Table of Contents Author Guidelines Submit a Manuscript
Scientific Programming
Volume 2015, Article ID 269764, 14 pages
Research Article

Effective SIMD Vectorization for Intel Xeon Phi Coprocessors

1Mobile Computing and Compilers Software and Service Group, Intel Corporation, Santa Clara, CA 95054, USA
2Mobile Computing and Compilers Software and Service Group, Intel Corporation, 6/1 Prospect Akademika, Novosibirsk 125009, Russia

Received 15 May 2014; Accepted 29 September 2014

Academic Editor: Sunita Chandrasekaran

Copyright © 2015 Xinmin Tian et al. This is an open access article distributed under the Creative Commons Attribution License, which permits unrestricted use, distribution, and reproduction in any medium, provided the original work is properly cited.

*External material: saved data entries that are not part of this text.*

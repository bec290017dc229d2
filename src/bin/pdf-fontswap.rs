//! PDF Font Swap CLI tool
//!
//! A command-line tool for re-drawing the text of a PDF in another font.

use anyhow::{bail, Context};
use clap::{Parser, Subcommand, ValueEnum};
use lopdf::Document;
use std::path::PathBuf;
use std::process;

use pdf_fontswap::fonts::ReplacementFont;
use pdf_fontswap::pdf::{list_page_fonts, replace_fonts, ReplaceMode, ReplaceOptions, StreamOwner};

/// PDF Font Swap - Re-draw PDF text in a different font
#[derive(Parser)]
#[command(name = "pdf-fontswap")]
#[command(author, version, about, long_about = None)]
#[command(after_help = "EXAMPLES:
    # Re-draw every word in Times-BoldItalic
    pdf-fontswap replace input.pdf -o output.pdf

    # Re-draw whole lines of pages 1 and 3 to 5 in Courier
    pdf-fontswap replace input.pdf -o output.pdf --font cour --mode line --pages 1,3-5

    # Use a TrueType font file
    pdf-fontswap replace input.pdf -o output.pdf --font-file DejaVuSans.ttf

    # Show which fonts would be replaced
    pdf-fontswap fonts input.pdf --font Helvetica")]
struct Cli {
    #[command(subcommand)]
    command: Commands,
}

#[derive(Subcommand)]
enum Commands {
    /// Replace the fonts of a PDF
    Replace {
        /// Input PDF file
        input: PathBuf,

        /// Output PDF file path
        #[arg(short, long)]
        output: PathBuf,

        /// Standard font to use, by PostScript name or short name (tibi, helv, cour, ...)
        #[arg(long, default_value = "Times-BoldItalic", conflicts_with = "font_file")]
        font: String,

        /// TrueType/OpenType font file to use instead of a standard font
        #[arg(long)]
        font_file: Option<PathBuf>,

        /// How the original text is hidden and re-drawn
        #[arg(long, value_enum, default_value_t = Mode::Word)]
        mode: Mode,

        /// Pages to process, e.g. "1,3-5" (default: all)
        #[arg(long)]
        pages: Option<String>,
    },

    /// List the fonts used on each page
    Fonts {
        /// PDF file to inspect
        input: PathBuf,

        /// Replacement font; fonts matching it are marked as kept
        #[arg(long, default_value = "Times-BoldItalic", conflicts_with = "font_file")]
        font: String,

        /// TrueType/OpenType replacement font file
        #[arg(long)]
        font_file: Option<PathBuf>,
    },
}

#[derive(Clone, Copy, ValueEnum)]
enum Mode {
    /// Remove the text and re-draw whole lines
    Line,
    /// Remove the text and re-draw word by word
    Word,
    /// Cover the text with white boxes and draw over them
    Patch,
}

impl From<Mode> for ReplaceMode {
    fn from(mode: Mode) -> Self {
        match mode {
            Mode::Line => ReplaceMode::Line,
            Mode::Word => ReplaceMode::Word,
            Mode::Patch => ReplaceMode::Patch,
        }
    }
}

fn main() {
    env_logger::Builder::from_env(env_logger::Env::default().default_filter_or("info")).init();

    let cli = Cli::parse();

    let result = match cli.command {
        Commands::Replace { input, output, font, font_file, mode, pages } => {
            cmd_replace(input, output, font, font_file, mode, pages)
        }
        Commands::Fonts { input, font, font_file } => cmd_fonts(input, font, font_file),
    };

    if let Err(e) = result {
        eprintln!("Error: {:#}", e);
        process::exit(1);
    }
}

/// Parse a page selection like "1,3-5" into 1-based page numbers
fn parse_pages(selection: &str) -> anyhow::Result<Vec<u32>> {
    let mut pages = Vec::new();
    for part in selection.split(',').map(str::trim).filter(|p| !p.is_empty()) {
        let (first, last) = match part.split_once('-') {
            Some((a, b)) => (a.trim(), b.trim()),
            None => (part, part),
        };
        let first: u32 = first.parse().with_context(|| format!("Invalid page: {}", part))?;
        let last: u32 = last.parse().with_context(|| format!("Invalid page: {}", part))?;
        if first == 0 || last < first {
            bail!("Invalid page range: {}", part);
        }
        for page in first..=last {
            if !pages.contains(&page) {
                pages.push(page);
            }
        }
    }
    if pages.is_empty() {
        bail!("No pages selected: {:?}", selection);
    }
    Ok(pages)
}

fn load_font(font: &str, font_file: Option<PathBuf>) -> anyhow::Result<ReplacementFont> {
    match font_file {
        Some(path) => ReplacementFont::from_file(&path)
            .with_context(|| format!("Cannot load font file {}", path.display())),
        None => Ok(ReplacementFont::by_name(font)?),
    }
}

/// Replace the fonts of a PDF
fn cmd_replace(
    input: PathBuf,
    output: PathBuf,
    font: String,
    font_file: Option<PathBuf>,
    mode: Mode,
    pages: Option<String>,
) -> anyhow::Result<()> {
    let options = ReplaceOptions {
        font: load_font(&font, font_file)?,
        mode: mode.into(),
        pages: pages.as_deref().map(parse_pages).transpose()?,
    };

    let report = replace_fonts(&input, &output, &options)?;

    eprintln!(
        "Re-drew text on {} of {} pages ({} unchanged, {} text runs)",
        report.pages_replaced, report.page_count, report.pages_unchanged, report.runs_written
    );
    eprintln!("Output: {}", output.display());
    Ok(())
}

/// List the fonts of every page
fn cmd_fonts(input: PathBuf, font: String, font_file: Option<PathBuf>) -> anyhow::Result<()> {
    if !input.exists() {
        bail!("Input file not found: {}", input.display());
    }
    let replacement = load_font(&font, font_file)?;
    let doc = Document::load(&input)?;

    println!("File: {}", input.display());
    for (number, page_id) in doc.get_pages() {
        println!("Page {}:", number);
        for font in list_page_fonts(&doc, page_id)? {
            let location = match font.owner {
                StreamOwner::Page => String::new(),
                StreamOwner::XObject((id, generation)) => format!(" in form {} {} R", id, generation),
            };
            let action = if replacement.matches_base_font(&font.base_font) {
                "keep"
            } else {
                "replace"
            };
            println!(
                "  /{} {} ({}){} - {}",
                font.resource, font.base_font, font.subtype, location, action
            );
        }
    }
    Ok(())
}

Efficiently exploiting SIMD vector units is one of the most important aspects in achieving high performance of the application code running on Intel Xeon Phi coprocessors. In this paper, we present several effective SIMD vectorization techniques such as less-than-full-vector loop vectorization, Intel MIC specific alignment optimization, and small matrix transpose/multiplication 2D vectorization implemented in the Intel C/C++ and Fortran production compilers for Intel Xeon Phi coprocessors. A set of workloads from several application domains is employed to conduct the performance study of our SIMD vectorization techniques. The performance results show that we achieved up to 12.5x performance gain on the Intel Xeon Phi coprocessor. We also demonstrate a 2000x performance speedup from the seamless integration of SIMD vectorization and parallelization.